579 Background: We have developed a blood test for colorectal cancer (CRC) detecting circulating tumor DNA (ctDNA) by measuring the presence of methylated BCAT1 and IKZF1. This study aimed to compare the levels of methylated BCAT1/IKZF1 in tissue from patients with colorectal cancer to those in blood before and after tumor resection. Methods: 80 people with invasive CRC had blood collected prior to resection. Tumor and adjacent non-tumor colorectal tissue was collected at surgery. Five patients had tissue collected from secondary cancers in the liver. Additional blood samples were collected within a year of surgery from 45 of these patients. DNA was extracted from all samples and assayed for methylated BCAT1 and IKZF1 DNA. Results: The median % BCAT1 and IKZF1 methylation in colorectal tissues were 45.7% and 59.9% (tumor), and 4.8% and 0% (non-tumor), p < 0.001. Median methylation levels in secondary tumors of the liver were 4.9% for BCAT1 and 29.5% for IKZF1, compared to 0% for both biomarkers in non-tumor liver tissue (p < 0.01). The methylation levels did not differ across CRC stages (p > 0.05), whereas the detection of ctDNA in the blood was significantly associated with tumor staging (p < 0.01).
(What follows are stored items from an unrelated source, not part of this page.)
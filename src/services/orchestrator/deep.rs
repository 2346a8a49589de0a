//! Deep Research Pipeline
//!
//! Six sequential phases with streamed progress. Each executed phase emits a
//! `phase` event on entry and exit, appends one telemetry row, and accumulates
//! token usage; the stream always ends with exactly one terminal event.
//! Extraction and validation are skipped (no row, no events) when their input
//! is empty. Client disconnect cancels in-flight work and leaves the session
//! `running` with no report.

use std::collections::HashSet;
use std::time::Instant;

use serde::{Deserialize, Serialize};
use tokio::sync::mpsc;
use tokio_util::sync::CancellationToken;

use crate::models::{ProgressEvent, ResearchMode, ResearchPayload, TokenUsage};
use crate::services::llm::ChatRequest;
use crate::services::search::{SearchDepth, SearchHit};
use crate::utils::error::{AppError, AppResult};

use super::{
    citations_from_hits, elapsed_ms, ensure_active, format_source_list, prompts, Orchestrator,
};

/// Sub-searches per deep run beyond the raw query
const SUB_QUESTION_LIMIT: usize = 3;
/// Results requested per sub-query
const DEEP_MAX_RESULTS: u32 = 4;
/// Snippet truncation for prompt assembly
const SNIPPET_LIMIT: usize = 500;

const ANALYSIS_MAX_TOKENS: u32 = 800;
const ANALYSIS_TEMPERATURE: f32 = 0.2;
const EXTRACTION_MAX_TOKENS: u32 = 2000;
const EXTRACTION_TEMPERATURE: f32 = 0.3;
const VALIDATION_MAX_TOKENS: u32 = 1500;
const VALIDATION_TEMPERATURE: f32 = 0.3;
const SYNTHESIS_MAX_TOKENS: u32 = 4000;
const SYNTHESIS_TEMPERATURE: f32 = 0.4;

/// Structured decomposition of the research query (deep phase 1).
#[derive(Debug, Clone, PartialEq, Serialize, Deserialize, Default)]
#[serde(rename_all = "camelCase", default)]
pub struct QueryAnalysis {
    pub core_question: String,
    pub sub_questions: Vec<String>,
    pub domain: String,
    pub output_type: String,
}

/// Parse the phase-1 JSON response, falling back to a single-question
/// decomposition when the model's output is not valid JSON.
pub fn parse_query_analysis(content: &str, query: &str) -> QueryAnalysis {
    serde_json::from_str::<QueryAnalysis>(content).unwrap_or_else(|_| QueryAnalysis {
        core_question: query.to_string(),
        sub_questions: vec![query.to_string()],
        domain: "general".to_string(),
        output_type: "analysis".to_string(),
    })
}

/// Merge per-query result batches, keeping the first occurrence of each URL.
pub fn dedupe_by_url(batches: Vec<Vec<SearchHit>>) -> Vec<SearchHit> {
    let mut seen = HashSet::new();
    let mut sources = Vec::new();
    for hit in batches.into_iter().flatten() {
        if hit.url.is_empty() {
            continue;
        }
        if seen.insert(hit.url.clone()) {
            sources.push(hit);
        }
    }
    sources
}

impl Orchestrator {
    /// Run the deep pipeline, streaming progress into `tx`. Terminal handling
    /// happens here: success emits `complete`, failure marks the session
    /// failed and emits `error`, cancellation emits nothing and leaves the
    /// session `running`.
    pub async fn run_deep(
        &self,
        session_id: String,
        query: String,
        cancel: CancellationToken,
        tx: mpsc::Sender<ProgressEvent>,
    ) {
        match self.deep_pipeline(&session_id, &query, &cancel, &tx).await {
            Ok(payload) => {
                let _ = tx.send(ProgressEvent::complete(payload)).await;
            }
            Err(AppError::Cancelled) => {
                tracing::info!(session_id = %session_id, "deep research cancelled by client");
            }
            Err(e) => {
                self.record_failure(&session_id, &e);
                let _ = tx.send(ProgressEvent::error(e.to_string())).await;
            }
        }
    }

    async fn deep_pipeline(
        &self,
        session_id: &str,
        query: &str,
        cancel: &CancellationToken,
        tx: &mpsc::Sender<ProgressEvent>,
    ) -> AppResult<ResearchPayload> {
        let started = Instant::now();
        let mut tokens = TokenUsage::default();

        // Phase 1: query_analysis
        emit(
            tx,
            ProgressEvent::phase("query_analysis", 5, "Analyzing research query", None),
        )
        .await;
        let phase_started = Instant::now();
        let response = self
            .llm
            .chat(
                ChatRequest {
                    system: prompts::QUERY_ANALYSIS_PROMPT.to_string(),
                    user: format!("Research query: {}", query),
                    mode: ResearchMode::Deep,
                    max_tokens: ANALYSIS_MAX_TOKENS,
                    temperature: ANALYSIS_TEMPERATURE,
                    json_mode: true,
                },
                cancel,
            )
            .await?;
        tokens.add(&response.tokens);
        let analysis = parse_query_analysis(&response.content, query);
        self.store.append_phase(
            session_id,
            "query_analysis",
            elapsed_ms(phase_started),
            response.tokens.total,
            serde_json::json!({
                "domain": analysis.domain,
                "outputType": analysis.output_type,
                "subQuestions": analysis.sub_questions.len(),
            }),
        )?;
        emit(
            tx,
            ProgressEvent::phase(
                "query_analysis",
                15,
                "Query analysis complete",
                Some(serde_json::json!({
                    "coreQuestion": analysis.core_question,
                    "domain": analysis.domain,
                })),
            ),
        )
        .await;
        ensure_active(cancel)?;

        // Phase 2: source_discovery
        emit(
            tx,
            ProgressEvent::phase("source_discovery", 20, "Discovering sources", None),
        )
        .await;
        let phase_started = Instant::now();
        let mut queries = vec![query.to_string()];
        queries.extend(
            analysis
                .sub_questions
                .iter()
                .take(SUB_QUESTION_LIMIT)
                .cloned(),
        );
        let batches = self
            .search
            .search_many(&queries, SearchDepth::Advanced, DEEP_MAX_RESULTS, cancel)
            .await;
        let sources = dedupe_by_url(batches);
        self.store.append_phase(
            session_id,
            "source_discovery",
            elapsed_ms(phase_started),
            0,
            serde_json::json!({
                "sourcesFound": sources.len(),
                "subQueries": queries.len(),
            }),
        )?;
        emit(
            tx,
            ProgressEvent::phase(
                "source_discovery",
                30,
                format!("Found {} sources", sources.len()),
                Some(serde_json::json!({ "sourcesFound": sources.len() })),
            ),
        )
        .await;
        ensure_active(cancel)?;

        // Phase 3: content_extraction (skipped without sources)
        let mut extraction = None;
        if !sources.is_empty() {
            emit(
                tx,
                ProgressEvent::phase(
                    "content_extraction",
                    35,
                    "Extracting content from sources",
                    None,
                ),
            )
            .await;
            let phase_started = Instant::now();
            let response = self
                .llm
                .chat(
                    ChatRequest {
                        system: prompts::EXTRACTION_PROMPT.to_string(),
                        user: format!(
                            "Research query: {}\n\nSources:\n{}",
                            query,
                            format_source_list(&sources, SNIPPET_LIMIT)
                        ),
                        mode: ResearchMode::Deep,
                        max_tokens: EXTRACTION_MAX_TOKENS,
                        temperature: EXTRACTION_TEMPERATURE,
                        json_mode: false,
                    },
                    cancel,
                )
                .await?;
            tokens.add(&response.tokens);
            self.store.append_phase(
                session_id,
                "content_extraction",
                elapsed_ms(phase_started),
                response.tokens.total,
                serde_json::json!({ "sourcesProcessed": sources.len() }),
            )?;
            emit(
                tx,
                ProgressEvent::phase("content_extraction", 50, "Content extraction complete", None),
            )
            .await;
            extraction = Some(response.content);
            ensure_active(cancel)?;
        }

        // Phase 4: cross_validation (skipped without extraction)
        let mut validation = None;
        if let Some(insights) = &extraction {
            emit(
                tx,
                ProgressEvent::phase("cross_validation", 55, "Cross-validating findings", None),
            )
            .await;
            let phase_started = Instant::now();
            let response = self
                .llm
                .chat(
                    ChatRequest {
                        system: prompts::VALIDATION_PROMPT.to_string(),
                        user: format!(
                            "Research query: {}\n\nExtracted insights:\n{}",
                            query, insights
                        ),
                        mode: ResearchMode::Deep,
                        max_tokens: VALIDATION_MAX_TOKENS,
                        temperature: VALIDATION_TEMPERATURE,
                        json_mode: false,
                    },
                    cancel,
                )
                .await?;
            tokens.add(&response.tokens);
            self.store.append_phase(
                session_id,
                "cross_validation",
                elapsed_ms(phase_started),
                response.tokens.total,
                serde_json::json!({}),
            )?;
            emit(
                tx,
                ProgressEvent::phase("cross_validation", 65, "Cross-validation complete", None),
            )
            .await;
            validation = Some(response.content);
            ensure_active(cancel)?;
        }

        // Phase 5: structured_synthesis
        emit(
            tx,
            ProgressEvent::phase("structured_synthesis", 70, "Synthesizing final report", None),
        )
        .await;
        let phase_started = Instant::now();
        let response = self
            .llm
            .chat(
                ChatRequest {
                    system: prompts::DEEP_SYNTHESIS_PROMPT.to_string(),
                    user: build_synthesis_input(
                        query,
                        &analysis,
                        extraction.as_deref(),
                        validation.as_deref(),
                        &sources,
                    ),
                    mode: ResearchMode::Deep,
                    max_tokens: SYNTHESIS_MAX_TOKENS,
                    temperature: SYNTHESIS_TEMPERATURE,
                    json_mode: false,
                },
                cancel,
            )
            .await?;
        tokens.add(&response.tokens);
        let report = response.content;
        self.store.append_phase(
            session_id,
            "structured_synthesis",
            elapsed_ms(phase_started),
            response.tokens.total,
            serde_json::json!({ "sourcesCited": sources.len() }),
        )?;
        emit(
            tx,
            ProgressEvent::phase("structured_synthesis", 85, "Synthesis complete", None),
        )
        .await;
        ensure_active(cancel)?;

        // Phase 6: citation_linking (pure transform, no LLM)
        emit(
            tx,
            ProgressEvent::phase("citation_linking", 90, "Linking citations", None),
        )
        .await;
        let phase_started = Instant::now();
        let citations = citations_from_hits(&sources);
        self.store.append_phase(
            session_id,
            "citation_linking",
            elapsed_ms(phase_started),
            0,
            serde_json::json!({ "citations": citations.len() }),
        )?;
        emit(
            tx,
            ProgressEvent::phase(
                "citation_linking",
                100,
                format!("Research complete: {} citations", citations.len()),
                Some(serde_json::json!({ "citations": citations.len() })),
            ),
        )
        .await;

        let latency_ms = elapsed_ms(started).max(1);
        self.store.write_report(session_id, &report, &citations)?;
        self.store
            .complete_session(session_id, latency_ms, tokens.total)?;

        let payload = ResearchPayload {
            session_id: session_id.to_string(),
            mode: ResearchMode::Deep,
            report,
            citations,
            tokens,
            latency_ms,
            from_cache: None,
        };
        self.cache
            .insert(query, ResearchMode::Deep, payload.clone());
        Ok(payload)
    }
}

fn build_synthesis_input(
    query: &str,
    analysis: &QueryAnalysis,
    extraction: Option<&str>,
    validation: Option<&str>,
    sources: &[SearchHit],
) -> String {
    let mut sections = vec![format!("Research query: {}", query)];
    if let Ok(analysis_json) = serde_json::to_string_pretty(analysis) {
        sections.push(format!("Query analysis:\n{}", analysis_json));
    }
    if let Some(insights) = extraction {
        sections.push(format!("Extracted insights:\n{}", insights));
    }
    if let Some(report) = validation {
        sections.push(format!("Validation report:\n{}", report));
    }
    if !sources.is_empty() {
        sections.push(format!(
            "Sources:\n{}",
            format_source_list(sources, SNIPPET_LIMIT)
        ));
    }
    sections.join("\n\n")
}

async fn emit(tx: &mpsc::Sender<ProgressEvent>, event: ProgressEvent) {
    let _ = tx.send(event).await;
}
Of the 21 ctDNA positive CRC patients, 18 (86%) tested negative post resection. Of the 3 that remained blood positive post resection, further cancers were confirmed in two (one with recurrence in the lung, one with thyroid cancer). Conclusions: Aberrant BCAT1 and IKZF1 methylation is an early event in CRC development and is localised to the tumor tissue. Methylated BCAT1 and IKZF1 in blood are dependent on tumor stage and measuring minimal residual disease by detecting ctDNA based on methylated BCAT1 and IKZF1 may inform completeness of tumor resection.